The number of available container runtimes has grown since the release of the Open Container Initiative and runtime-spec (runc). This growth is due to Kubernetes introducing the Container Runtime Interface (CRI) that provides a common interface for interactions between kubelet and the container runtime.
While the original container runtimes like Docker and RKT aimed to meet multiple use cases having complete userspace CLI tools, newer container runtimes such as CRI-O, runC, and crun are targeted at Kubernetes-only use cases and do not have CLI tooling.
One solution for this lack of a CLI is cri-tools. It provides the tool crictl
, a common interface to triage issues locally on a Kubernetes node regardless of the container runtime leveraged by Kubelet. The Kubernetes sig-node group released these tools.

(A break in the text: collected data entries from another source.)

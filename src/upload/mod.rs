//! Upload handling: the file storage seam and its backends.

mod local;
mod processor;
mod s3;

pub use local::LocalFileStorage;
pub use processor::{extension_for, unique_file_name, UploadProcessor};
pub use s3::S3FileStorage;

use crate::codec::UploadResult;
use crate::schema::FieldDefinition;
use async_trait::async_trait;
use std::path::Path;
use thiserror::Error;

/// Failure reported by a file storage backend. The message reaches the caller as an internal error.
#[derive(Error, Debug, Clone, PartialEq, Eq)]
#[error("{0}")]
pub struct FileStorageError(pub String);

/// Variant that always holds the unmodified upload.
pub const ORIGINAL_VARIANT: &str = "original";

/// Physical file storage: persists uploaded files and their renditions.
#[async_trait]
pub trait FileStorage: Send + Sync {
    /// Persist the file at `temp_path` under `file_name` and describe where it went.
    async fn process_upload(
        &self,
        temp_path: &Path,
        entity: &str,
        field: &FieldDefinition,
        file_name: &str,
        content_type: Option<&str>,
    ) -> Result<UploadResult, FileStorageError>;

    /// Remove every stored rendition of `upload`. Missing files are not an error.
    async fn delete(&self, upload: &UploadResult) -> Result<(), FileStorageError>;
}

/// `{entity}/{YYYY-MM}/` directory for new uploads.
pub(crate) fn upload_dir_for(entity: &str) -> String {
    format!("{}/{}/", entity, chrono::Utc::now().format("%Y-%m"))
}

/// Variants written for a field: the original plus its thumbnail variant.
pub(crate) fn variants_for(field: &FieldDefinition) -> Vec<&str> {
    let mut out = vec![ORIGINAL_VARIANT];
    let thumb = field.thumbnail_variant();
    if thumb != ORIGINAL_VARIANT {
        out.push(thumb);
    }
    out
}

/// Storage keys of all renditions; falls back to `{path}{file}` when no variants were recorded.
pub(crate) fn stored_keys(upload: &UploadResult) -> Vec<String> {
    if upload.variants.is_empty() {
        vec![format!("{}{}", upload.path, upload.file)]
    } else {
        upload.variants.values().cloned().collect()
    }
}

/// Build the result for `file_name` stored under `path` with the given variants.
pub(crate) fn describe_upload(path: &str, file_name: &str, variants: &[&str], content_type: Option<&str>) -> UploadResult {
    let mut result = UploadResult::new(path, file_name);
    for v in variants {
        result
            .variants
            .insert((*v).to_string(), format!("{}{}/{}", path, v, file_name));
    }
    result.content_type = content_type.map(String::from);
    result
}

This article will highlight useful commands that assist a systems administrator in understanding the state of containers running on a specific node in a Kubernetes cluster. This is helpful with container workload issues on a particular cluster node, especially when they impact the node's ability to communicate in the cluster.
Investigate images
Kubernetes caches container images locally in the runtime's image store. Issues can occur where images differ between nodes, leading to inconsistent deployment behavior. You can identify these differences using the commands covered below.
The command crictl images
lists the container images cached locally on the node. This command also shows system images that make up components of the cluster, including the images of cluster-level components.
You can list images by using kubectl get pods
, but this does not show system containers and requires using template filtering of the output to get a clear list. The Kubernetes documentation has a comprehensive how-to here.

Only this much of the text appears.